Below this line is a set of entries; quote exactly the lines from the line that contains "pub fn get_unlocked_actions(state: &GameState)" to the line that contains "pub struct NextMilestone", both lines included.

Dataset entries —
※

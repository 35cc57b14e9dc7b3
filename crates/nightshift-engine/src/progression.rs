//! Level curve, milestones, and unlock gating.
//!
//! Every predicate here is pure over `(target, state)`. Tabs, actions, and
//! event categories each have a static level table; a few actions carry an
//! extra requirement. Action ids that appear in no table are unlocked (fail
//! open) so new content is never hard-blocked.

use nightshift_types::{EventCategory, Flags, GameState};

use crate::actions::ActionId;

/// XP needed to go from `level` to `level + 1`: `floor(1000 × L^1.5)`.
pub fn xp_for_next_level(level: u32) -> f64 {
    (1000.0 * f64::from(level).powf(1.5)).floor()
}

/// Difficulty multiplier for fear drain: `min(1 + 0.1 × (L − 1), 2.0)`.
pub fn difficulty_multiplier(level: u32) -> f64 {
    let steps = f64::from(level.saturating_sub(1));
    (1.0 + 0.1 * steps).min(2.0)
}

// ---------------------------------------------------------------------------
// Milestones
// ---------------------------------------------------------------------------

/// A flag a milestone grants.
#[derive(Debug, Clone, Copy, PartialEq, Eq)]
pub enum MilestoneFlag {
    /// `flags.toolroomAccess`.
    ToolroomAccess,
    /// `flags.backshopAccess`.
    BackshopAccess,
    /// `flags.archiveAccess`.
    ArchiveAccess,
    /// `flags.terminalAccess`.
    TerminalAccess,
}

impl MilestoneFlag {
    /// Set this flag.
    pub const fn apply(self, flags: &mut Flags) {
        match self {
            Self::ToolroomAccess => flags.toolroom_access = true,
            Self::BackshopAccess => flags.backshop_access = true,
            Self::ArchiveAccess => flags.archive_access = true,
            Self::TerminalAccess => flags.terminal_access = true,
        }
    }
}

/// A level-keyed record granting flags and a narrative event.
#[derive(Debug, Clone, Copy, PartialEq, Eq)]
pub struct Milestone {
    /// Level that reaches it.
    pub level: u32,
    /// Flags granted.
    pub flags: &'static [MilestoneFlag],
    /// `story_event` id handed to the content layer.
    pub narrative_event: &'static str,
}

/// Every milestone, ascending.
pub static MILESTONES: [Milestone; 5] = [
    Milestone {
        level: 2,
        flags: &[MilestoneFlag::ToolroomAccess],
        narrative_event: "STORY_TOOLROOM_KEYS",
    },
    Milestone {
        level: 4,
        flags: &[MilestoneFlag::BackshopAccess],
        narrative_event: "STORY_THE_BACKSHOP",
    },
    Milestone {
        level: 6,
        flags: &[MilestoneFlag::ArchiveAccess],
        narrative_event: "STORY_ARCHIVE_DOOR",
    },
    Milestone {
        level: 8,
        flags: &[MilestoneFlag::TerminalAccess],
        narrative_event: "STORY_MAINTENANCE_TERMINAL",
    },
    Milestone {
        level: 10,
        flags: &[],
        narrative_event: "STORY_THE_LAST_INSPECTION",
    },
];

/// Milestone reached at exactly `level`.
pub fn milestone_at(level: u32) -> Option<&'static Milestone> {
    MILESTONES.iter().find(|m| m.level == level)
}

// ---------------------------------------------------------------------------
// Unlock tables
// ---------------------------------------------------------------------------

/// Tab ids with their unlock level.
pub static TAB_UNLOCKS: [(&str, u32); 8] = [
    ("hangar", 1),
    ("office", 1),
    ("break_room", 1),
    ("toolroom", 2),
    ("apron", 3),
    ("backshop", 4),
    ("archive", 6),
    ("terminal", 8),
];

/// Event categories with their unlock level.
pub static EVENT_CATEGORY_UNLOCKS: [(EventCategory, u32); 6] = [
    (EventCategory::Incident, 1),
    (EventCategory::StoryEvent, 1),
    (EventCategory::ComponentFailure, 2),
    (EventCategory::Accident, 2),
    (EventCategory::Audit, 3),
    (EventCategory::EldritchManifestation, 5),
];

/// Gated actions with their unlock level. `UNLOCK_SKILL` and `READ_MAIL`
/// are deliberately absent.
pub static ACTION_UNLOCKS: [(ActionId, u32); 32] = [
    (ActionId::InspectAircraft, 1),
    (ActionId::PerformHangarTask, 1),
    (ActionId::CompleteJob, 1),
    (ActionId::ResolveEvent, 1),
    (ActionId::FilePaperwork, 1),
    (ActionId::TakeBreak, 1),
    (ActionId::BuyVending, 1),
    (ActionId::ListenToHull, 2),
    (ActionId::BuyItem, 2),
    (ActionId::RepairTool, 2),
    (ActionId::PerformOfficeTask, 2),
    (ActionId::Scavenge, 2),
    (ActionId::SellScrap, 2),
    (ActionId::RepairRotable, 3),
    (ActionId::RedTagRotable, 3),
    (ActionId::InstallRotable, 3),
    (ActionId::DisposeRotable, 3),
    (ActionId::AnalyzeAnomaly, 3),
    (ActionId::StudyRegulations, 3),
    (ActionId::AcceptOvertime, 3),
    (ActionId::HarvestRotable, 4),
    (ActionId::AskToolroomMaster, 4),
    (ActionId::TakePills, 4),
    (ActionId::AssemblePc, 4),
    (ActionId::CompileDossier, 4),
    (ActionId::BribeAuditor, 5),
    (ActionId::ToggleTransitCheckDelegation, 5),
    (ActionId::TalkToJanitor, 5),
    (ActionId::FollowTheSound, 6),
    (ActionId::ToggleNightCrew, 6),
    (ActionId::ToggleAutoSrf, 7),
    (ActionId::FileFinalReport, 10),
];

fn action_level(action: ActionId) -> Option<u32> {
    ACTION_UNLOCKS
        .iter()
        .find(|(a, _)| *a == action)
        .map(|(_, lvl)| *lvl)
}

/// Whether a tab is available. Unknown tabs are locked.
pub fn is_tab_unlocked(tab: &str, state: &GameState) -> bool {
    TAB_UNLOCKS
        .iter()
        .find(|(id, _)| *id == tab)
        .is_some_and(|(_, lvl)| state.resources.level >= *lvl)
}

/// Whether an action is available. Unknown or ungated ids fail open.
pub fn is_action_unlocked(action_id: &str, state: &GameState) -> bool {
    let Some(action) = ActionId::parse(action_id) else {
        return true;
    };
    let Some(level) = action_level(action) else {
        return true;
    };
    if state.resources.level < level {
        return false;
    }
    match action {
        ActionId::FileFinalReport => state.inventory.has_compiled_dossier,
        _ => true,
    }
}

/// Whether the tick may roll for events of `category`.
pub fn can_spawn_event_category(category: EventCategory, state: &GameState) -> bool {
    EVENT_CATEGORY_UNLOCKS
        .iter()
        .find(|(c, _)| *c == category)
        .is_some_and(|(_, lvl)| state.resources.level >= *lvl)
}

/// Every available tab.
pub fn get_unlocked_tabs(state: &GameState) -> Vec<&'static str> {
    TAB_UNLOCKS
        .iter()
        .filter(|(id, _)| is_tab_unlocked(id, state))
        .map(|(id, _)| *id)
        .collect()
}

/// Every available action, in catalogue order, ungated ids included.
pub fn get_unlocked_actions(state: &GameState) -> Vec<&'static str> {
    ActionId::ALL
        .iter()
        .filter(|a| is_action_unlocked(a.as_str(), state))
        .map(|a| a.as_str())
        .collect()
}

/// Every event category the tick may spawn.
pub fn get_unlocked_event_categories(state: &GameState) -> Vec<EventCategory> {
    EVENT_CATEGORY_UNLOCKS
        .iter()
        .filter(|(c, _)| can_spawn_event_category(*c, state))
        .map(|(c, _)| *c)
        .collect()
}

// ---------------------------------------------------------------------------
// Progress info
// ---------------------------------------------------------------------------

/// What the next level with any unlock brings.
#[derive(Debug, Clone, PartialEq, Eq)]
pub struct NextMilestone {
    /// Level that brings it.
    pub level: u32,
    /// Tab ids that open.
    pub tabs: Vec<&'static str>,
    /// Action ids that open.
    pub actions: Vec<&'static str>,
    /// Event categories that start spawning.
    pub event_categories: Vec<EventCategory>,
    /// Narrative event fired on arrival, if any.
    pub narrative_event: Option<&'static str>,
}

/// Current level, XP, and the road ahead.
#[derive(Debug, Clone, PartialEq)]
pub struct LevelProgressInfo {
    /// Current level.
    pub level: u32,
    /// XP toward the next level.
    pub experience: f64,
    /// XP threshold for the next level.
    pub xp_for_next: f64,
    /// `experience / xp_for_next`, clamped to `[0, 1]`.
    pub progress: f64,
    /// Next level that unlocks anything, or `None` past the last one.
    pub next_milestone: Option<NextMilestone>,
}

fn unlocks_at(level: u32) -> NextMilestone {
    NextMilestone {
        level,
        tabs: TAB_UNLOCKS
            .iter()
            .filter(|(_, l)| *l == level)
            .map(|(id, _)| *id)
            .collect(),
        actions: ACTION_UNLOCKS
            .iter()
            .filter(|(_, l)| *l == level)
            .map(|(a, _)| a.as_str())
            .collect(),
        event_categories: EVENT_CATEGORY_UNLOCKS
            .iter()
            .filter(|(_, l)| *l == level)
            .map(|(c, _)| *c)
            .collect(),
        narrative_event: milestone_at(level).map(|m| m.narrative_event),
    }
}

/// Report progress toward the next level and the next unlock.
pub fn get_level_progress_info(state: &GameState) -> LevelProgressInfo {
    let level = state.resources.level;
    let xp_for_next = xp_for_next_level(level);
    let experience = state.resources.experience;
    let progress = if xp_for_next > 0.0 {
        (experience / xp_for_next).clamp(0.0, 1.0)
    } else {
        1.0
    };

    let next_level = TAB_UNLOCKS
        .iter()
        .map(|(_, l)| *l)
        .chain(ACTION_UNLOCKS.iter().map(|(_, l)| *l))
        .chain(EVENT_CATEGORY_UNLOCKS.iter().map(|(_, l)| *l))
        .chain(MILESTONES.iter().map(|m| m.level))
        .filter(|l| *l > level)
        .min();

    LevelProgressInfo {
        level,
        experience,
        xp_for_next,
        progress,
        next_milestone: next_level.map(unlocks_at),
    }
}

※

RESPONSE TO THIS EXERCISE —
pub fn get_unlocked_actions(state: &GameState) -> Vec<&'static str> {
    ActionId::ALL
        .iter()
        .filter(|a| is_action_unlocked(a.as_str(), state))
        .map(|a| a.as_str())
        .collect()
}

/// Every event category the tick may spawn.
pub fn get_unlocked_event_categories(state: &GameState) -> Vec<EventCategory> {
    EVENT_CATEGORY_UNLOCKS
        .iter()
        .filter(|(c, _)| can_spawn_event_category(*c, state))
        .map(|(c, _)| *c)
        .collect()
}

// ---------------------------------------------------------------------------
// Progress info
// ---------------------------------------------------------------------------

/// What the next level with any unlock brings.
#[derive(Debug, Clone, PartialEq, Eq)]
pub struct NextMilestone {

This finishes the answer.